Stored data entries:
--- START ---
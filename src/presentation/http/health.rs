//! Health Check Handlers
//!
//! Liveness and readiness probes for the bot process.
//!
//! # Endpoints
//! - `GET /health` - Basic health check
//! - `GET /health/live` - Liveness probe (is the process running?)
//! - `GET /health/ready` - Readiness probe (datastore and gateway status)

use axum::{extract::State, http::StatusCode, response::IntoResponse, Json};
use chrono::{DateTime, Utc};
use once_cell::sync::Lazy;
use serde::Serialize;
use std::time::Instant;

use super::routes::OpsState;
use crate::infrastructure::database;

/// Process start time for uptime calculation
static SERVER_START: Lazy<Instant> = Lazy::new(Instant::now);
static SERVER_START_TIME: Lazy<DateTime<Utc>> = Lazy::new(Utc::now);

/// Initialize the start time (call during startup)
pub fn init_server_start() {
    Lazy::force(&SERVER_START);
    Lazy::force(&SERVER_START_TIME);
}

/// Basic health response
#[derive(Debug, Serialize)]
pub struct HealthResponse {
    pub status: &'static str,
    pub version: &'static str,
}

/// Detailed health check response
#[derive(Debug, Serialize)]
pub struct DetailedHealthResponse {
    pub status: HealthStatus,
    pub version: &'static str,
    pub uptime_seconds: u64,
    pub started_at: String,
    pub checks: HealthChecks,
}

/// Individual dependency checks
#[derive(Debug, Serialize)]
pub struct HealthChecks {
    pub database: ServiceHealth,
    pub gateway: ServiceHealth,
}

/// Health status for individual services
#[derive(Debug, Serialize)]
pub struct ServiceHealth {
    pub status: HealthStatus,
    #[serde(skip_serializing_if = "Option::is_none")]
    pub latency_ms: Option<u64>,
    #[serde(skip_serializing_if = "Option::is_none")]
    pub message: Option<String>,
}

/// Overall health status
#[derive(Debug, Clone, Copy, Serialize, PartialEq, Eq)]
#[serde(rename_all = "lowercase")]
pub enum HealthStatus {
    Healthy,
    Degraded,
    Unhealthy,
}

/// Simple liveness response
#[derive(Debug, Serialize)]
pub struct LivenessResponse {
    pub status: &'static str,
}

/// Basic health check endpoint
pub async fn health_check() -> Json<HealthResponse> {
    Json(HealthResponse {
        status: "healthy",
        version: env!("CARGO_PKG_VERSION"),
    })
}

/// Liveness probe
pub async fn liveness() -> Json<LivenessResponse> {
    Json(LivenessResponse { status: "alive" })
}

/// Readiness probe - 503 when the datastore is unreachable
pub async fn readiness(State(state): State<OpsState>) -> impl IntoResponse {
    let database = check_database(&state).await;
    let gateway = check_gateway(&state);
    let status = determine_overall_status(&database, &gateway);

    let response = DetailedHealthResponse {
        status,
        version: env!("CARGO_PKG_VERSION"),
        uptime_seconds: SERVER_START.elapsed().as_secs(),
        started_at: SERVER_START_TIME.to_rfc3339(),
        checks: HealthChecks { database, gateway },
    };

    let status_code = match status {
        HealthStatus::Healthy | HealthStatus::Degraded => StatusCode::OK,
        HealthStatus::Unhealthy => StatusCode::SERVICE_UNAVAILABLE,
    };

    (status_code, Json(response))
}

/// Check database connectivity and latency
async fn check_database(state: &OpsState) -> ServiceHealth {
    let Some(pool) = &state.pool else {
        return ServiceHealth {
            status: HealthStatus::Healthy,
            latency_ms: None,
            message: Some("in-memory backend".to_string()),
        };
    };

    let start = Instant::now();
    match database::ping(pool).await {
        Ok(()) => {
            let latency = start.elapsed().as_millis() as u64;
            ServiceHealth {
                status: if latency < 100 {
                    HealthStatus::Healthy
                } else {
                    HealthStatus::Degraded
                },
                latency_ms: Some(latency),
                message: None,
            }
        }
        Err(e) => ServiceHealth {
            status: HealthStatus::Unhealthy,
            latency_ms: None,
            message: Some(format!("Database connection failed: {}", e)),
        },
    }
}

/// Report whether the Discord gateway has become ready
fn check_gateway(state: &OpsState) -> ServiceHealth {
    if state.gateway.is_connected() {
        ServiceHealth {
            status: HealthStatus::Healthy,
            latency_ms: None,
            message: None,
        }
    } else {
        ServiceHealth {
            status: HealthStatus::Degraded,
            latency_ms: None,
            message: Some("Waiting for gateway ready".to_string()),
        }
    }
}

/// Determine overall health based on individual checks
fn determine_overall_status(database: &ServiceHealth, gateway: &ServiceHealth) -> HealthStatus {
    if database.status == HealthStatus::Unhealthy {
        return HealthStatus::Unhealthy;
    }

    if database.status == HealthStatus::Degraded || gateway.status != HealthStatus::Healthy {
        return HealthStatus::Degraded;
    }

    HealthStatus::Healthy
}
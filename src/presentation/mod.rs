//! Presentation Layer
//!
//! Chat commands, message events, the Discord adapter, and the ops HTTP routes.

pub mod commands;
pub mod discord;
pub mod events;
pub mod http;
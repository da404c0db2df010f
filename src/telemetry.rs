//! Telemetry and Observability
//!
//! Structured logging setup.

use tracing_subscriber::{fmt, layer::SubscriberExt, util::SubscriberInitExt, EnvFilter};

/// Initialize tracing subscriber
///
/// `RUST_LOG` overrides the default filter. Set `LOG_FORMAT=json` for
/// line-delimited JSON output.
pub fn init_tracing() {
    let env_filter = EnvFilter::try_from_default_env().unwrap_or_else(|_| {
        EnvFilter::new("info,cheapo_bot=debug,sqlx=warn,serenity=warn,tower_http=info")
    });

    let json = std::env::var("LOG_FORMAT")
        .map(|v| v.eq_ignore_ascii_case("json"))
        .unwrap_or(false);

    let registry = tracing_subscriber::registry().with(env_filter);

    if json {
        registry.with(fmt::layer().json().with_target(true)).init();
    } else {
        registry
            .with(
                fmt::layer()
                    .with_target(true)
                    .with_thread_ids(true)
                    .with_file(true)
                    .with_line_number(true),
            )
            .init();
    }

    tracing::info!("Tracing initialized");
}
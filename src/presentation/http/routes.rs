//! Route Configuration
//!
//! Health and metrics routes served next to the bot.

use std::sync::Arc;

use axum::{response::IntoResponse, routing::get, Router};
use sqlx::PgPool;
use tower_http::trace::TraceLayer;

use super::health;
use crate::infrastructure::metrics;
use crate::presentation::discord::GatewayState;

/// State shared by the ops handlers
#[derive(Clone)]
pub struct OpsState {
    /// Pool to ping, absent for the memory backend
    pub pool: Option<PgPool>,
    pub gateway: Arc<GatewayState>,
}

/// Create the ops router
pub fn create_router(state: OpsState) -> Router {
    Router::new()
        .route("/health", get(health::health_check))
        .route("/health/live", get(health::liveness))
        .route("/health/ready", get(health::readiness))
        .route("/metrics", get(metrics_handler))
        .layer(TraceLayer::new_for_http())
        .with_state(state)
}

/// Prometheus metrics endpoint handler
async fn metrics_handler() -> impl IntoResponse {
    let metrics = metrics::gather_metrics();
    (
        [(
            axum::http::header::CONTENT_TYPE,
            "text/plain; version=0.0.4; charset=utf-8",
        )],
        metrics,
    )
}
--- END ---
--- START ---
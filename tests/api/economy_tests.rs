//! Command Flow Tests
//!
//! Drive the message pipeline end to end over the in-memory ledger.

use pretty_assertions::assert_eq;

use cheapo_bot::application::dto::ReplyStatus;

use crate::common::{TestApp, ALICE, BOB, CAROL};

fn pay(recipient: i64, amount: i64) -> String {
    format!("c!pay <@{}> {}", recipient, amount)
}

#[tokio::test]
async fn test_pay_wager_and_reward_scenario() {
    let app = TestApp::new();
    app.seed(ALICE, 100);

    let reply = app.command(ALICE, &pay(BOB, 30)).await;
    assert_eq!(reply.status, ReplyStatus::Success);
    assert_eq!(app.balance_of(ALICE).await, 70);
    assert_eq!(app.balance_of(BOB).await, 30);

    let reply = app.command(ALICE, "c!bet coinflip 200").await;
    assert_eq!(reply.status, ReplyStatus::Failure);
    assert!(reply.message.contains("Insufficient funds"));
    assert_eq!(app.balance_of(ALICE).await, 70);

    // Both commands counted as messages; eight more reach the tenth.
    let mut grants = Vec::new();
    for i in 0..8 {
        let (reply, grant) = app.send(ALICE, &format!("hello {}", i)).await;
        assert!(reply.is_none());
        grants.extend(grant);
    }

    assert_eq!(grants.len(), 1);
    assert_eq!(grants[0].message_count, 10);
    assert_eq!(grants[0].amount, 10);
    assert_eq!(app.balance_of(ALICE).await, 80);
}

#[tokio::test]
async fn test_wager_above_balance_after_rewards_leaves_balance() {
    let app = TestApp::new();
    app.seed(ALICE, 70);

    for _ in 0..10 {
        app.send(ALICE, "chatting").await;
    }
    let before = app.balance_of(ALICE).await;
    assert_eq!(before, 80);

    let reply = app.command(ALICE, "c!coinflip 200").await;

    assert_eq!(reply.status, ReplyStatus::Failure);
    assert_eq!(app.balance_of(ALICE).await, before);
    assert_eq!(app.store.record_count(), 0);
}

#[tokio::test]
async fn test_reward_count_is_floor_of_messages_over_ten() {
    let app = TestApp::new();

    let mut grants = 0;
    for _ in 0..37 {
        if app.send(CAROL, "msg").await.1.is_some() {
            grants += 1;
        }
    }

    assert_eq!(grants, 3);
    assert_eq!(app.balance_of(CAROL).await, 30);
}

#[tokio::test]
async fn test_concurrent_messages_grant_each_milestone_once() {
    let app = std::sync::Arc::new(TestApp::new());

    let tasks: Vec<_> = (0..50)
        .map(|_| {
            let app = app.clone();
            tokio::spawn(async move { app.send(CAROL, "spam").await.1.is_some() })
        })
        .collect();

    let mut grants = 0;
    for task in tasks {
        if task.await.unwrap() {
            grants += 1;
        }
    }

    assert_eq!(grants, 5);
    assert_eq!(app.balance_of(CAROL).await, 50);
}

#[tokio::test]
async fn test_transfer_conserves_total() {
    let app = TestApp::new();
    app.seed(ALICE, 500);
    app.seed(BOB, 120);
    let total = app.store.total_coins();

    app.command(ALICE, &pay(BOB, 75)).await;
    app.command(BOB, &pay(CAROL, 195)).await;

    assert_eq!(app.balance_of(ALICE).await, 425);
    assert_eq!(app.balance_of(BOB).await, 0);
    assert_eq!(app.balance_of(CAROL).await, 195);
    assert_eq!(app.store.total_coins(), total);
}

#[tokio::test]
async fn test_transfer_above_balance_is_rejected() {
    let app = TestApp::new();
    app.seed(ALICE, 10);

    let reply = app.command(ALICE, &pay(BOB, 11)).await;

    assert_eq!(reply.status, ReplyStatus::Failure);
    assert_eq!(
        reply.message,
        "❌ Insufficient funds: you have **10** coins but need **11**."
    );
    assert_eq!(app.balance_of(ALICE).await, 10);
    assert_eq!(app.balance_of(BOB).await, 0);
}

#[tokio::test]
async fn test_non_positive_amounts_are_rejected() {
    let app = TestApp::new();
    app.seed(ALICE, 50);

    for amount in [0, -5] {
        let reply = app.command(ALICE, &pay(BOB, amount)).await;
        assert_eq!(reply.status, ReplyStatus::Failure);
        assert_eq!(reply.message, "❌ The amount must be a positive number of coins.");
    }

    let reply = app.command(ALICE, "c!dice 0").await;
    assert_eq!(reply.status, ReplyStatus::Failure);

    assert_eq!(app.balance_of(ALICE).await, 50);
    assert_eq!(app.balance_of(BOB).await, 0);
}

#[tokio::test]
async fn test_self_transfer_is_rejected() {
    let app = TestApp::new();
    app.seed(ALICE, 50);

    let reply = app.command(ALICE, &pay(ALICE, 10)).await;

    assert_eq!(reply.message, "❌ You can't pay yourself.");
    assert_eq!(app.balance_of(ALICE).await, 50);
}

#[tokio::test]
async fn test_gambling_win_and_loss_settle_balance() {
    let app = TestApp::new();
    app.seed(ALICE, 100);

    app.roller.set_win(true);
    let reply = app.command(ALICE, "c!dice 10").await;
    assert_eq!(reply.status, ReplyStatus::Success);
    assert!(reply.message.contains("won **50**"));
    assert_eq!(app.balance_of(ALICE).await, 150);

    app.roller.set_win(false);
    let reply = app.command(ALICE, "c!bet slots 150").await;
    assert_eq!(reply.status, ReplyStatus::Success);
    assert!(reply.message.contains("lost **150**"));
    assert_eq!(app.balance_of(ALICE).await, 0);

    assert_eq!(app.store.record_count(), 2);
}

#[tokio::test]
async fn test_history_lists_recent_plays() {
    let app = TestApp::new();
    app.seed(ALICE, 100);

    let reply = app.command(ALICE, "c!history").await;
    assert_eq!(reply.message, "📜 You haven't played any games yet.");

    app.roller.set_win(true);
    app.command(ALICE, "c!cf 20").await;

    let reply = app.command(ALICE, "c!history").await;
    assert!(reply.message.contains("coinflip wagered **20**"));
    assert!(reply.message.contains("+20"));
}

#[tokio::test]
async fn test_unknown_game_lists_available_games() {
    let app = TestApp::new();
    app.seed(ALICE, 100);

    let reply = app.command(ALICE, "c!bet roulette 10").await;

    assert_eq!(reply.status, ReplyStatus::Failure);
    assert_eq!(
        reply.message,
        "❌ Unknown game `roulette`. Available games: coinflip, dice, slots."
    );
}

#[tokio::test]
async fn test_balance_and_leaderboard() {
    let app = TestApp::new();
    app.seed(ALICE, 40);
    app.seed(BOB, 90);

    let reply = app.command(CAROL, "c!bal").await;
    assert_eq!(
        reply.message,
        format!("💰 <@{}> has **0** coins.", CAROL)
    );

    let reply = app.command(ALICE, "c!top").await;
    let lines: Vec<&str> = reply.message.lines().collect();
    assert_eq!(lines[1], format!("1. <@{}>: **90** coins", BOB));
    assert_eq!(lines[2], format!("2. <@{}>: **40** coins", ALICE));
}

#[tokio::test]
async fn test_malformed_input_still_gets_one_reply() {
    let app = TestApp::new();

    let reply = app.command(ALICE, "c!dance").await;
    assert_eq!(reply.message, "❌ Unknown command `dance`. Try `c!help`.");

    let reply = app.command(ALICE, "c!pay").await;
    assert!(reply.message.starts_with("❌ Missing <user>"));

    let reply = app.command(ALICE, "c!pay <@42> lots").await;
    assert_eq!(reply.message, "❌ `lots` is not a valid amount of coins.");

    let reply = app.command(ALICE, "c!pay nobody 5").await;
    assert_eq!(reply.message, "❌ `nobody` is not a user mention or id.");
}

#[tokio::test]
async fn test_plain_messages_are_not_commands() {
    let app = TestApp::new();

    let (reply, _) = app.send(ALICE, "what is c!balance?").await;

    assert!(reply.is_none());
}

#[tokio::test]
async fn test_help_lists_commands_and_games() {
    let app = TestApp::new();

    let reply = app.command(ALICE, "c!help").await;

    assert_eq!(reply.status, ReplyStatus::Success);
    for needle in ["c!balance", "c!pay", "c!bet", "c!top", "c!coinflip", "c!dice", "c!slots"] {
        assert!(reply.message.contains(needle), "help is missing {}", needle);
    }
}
--- END ---
--- START ---
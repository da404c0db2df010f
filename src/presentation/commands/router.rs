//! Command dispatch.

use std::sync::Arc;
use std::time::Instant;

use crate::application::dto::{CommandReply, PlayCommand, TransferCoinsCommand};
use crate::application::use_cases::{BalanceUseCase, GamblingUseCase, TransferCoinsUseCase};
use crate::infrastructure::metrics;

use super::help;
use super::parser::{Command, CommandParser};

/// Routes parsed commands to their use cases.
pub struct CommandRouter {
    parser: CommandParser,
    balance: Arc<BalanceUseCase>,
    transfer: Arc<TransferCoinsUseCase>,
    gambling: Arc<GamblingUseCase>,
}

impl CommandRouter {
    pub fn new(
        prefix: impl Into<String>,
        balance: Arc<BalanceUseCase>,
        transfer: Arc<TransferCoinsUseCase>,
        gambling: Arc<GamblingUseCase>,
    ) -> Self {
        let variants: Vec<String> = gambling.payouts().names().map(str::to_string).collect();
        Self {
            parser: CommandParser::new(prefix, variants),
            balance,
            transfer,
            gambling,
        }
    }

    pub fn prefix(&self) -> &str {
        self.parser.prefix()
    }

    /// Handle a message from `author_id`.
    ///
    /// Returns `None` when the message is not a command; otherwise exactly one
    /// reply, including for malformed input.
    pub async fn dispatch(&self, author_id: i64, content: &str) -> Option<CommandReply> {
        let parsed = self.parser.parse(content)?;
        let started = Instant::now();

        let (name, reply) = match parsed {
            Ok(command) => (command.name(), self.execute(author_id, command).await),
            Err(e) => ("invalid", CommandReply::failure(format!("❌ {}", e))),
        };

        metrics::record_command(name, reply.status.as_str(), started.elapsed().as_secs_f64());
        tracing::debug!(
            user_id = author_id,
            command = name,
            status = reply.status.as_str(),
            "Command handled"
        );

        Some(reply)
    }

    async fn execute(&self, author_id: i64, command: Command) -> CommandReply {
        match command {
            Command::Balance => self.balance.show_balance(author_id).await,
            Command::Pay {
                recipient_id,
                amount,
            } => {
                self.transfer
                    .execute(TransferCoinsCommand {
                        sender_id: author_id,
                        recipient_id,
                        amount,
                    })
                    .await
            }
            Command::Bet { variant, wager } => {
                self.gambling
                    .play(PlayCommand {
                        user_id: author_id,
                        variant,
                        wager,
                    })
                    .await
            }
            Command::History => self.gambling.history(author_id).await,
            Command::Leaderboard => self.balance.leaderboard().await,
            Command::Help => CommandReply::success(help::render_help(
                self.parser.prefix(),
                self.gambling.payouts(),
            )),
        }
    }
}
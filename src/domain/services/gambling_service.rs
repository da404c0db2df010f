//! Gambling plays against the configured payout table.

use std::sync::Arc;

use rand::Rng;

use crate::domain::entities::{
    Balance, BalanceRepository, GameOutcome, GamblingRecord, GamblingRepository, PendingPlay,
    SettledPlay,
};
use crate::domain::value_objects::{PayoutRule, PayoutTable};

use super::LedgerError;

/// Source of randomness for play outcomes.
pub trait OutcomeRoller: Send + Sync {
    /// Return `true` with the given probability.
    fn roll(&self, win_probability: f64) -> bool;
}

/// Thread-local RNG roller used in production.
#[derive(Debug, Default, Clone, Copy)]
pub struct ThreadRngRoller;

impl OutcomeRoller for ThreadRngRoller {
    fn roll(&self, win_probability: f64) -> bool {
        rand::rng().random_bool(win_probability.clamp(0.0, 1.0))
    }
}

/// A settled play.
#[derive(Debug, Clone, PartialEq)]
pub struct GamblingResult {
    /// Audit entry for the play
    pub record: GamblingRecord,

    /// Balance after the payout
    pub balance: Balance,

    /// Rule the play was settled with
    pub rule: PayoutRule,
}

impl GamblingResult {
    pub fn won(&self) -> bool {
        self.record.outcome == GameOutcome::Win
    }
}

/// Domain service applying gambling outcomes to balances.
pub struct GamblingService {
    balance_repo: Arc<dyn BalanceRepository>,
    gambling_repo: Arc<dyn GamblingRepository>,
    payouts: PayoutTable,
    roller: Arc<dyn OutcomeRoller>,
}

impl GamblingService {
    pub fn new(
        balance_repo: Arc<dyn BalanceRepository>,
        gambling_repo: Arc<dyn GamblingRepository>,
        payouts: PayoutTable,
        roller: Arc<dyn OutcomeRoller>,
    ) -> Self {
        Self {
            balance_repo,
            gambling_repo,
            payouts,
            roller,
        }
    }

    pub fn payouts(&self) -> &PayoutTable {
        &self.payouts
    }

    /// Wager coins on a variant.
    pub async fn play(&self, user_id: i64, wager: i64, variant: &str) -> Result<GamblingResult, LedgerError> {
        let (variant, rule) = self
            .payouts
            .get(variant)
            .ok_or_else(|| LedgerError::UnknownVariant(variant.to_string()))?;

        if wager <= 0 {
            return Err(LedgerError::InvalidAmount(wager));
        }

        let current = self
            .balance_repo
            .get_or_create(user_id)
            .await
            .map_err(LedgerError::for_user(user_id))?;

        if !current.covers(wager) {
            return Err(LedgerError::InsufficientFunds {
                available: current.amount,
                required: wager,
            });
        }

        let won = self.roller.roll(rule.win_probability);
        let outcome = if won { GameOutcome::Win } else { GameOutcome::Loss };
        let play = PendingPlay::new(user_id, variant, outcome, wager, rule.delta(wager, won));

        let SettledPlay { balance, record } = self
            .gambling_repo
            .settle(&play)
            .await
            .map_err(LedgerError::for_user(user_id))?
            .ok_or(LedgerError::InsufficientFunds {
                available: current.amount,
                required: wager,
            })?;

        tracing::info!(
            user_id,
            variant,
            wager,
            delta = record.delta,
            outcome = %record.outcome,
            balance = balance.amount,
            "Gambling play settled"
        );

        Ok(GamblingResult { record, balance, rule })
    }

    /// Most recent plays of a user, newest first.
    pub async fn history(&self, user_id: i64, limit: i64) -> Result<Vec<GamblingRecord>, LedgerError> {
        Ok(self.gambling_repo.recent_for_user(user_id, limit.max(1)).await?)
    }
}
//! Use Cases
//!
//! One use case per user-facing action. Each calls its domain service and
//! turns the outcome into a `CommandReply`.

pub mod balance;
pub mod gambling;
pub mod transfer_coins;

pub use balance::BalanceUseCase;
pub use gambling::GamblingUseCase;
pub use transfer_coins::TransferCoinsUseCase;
--- END ---
Work to be completed:
Each line in the data that holds the string "OpsState" should be found and copied.

Exercise response:
use super::routes::OpsState;
pub async fn readiness(State(state): State<OpsState>) -> impl IntoResponse {
async fn check_database(state: &OpsState) -> ServiceHealth {
fn check_gateway(state: &OpsState) -> ServiceHealth {
pub struct OpsState {
pub fn create_router(state: OpsState) -> Router {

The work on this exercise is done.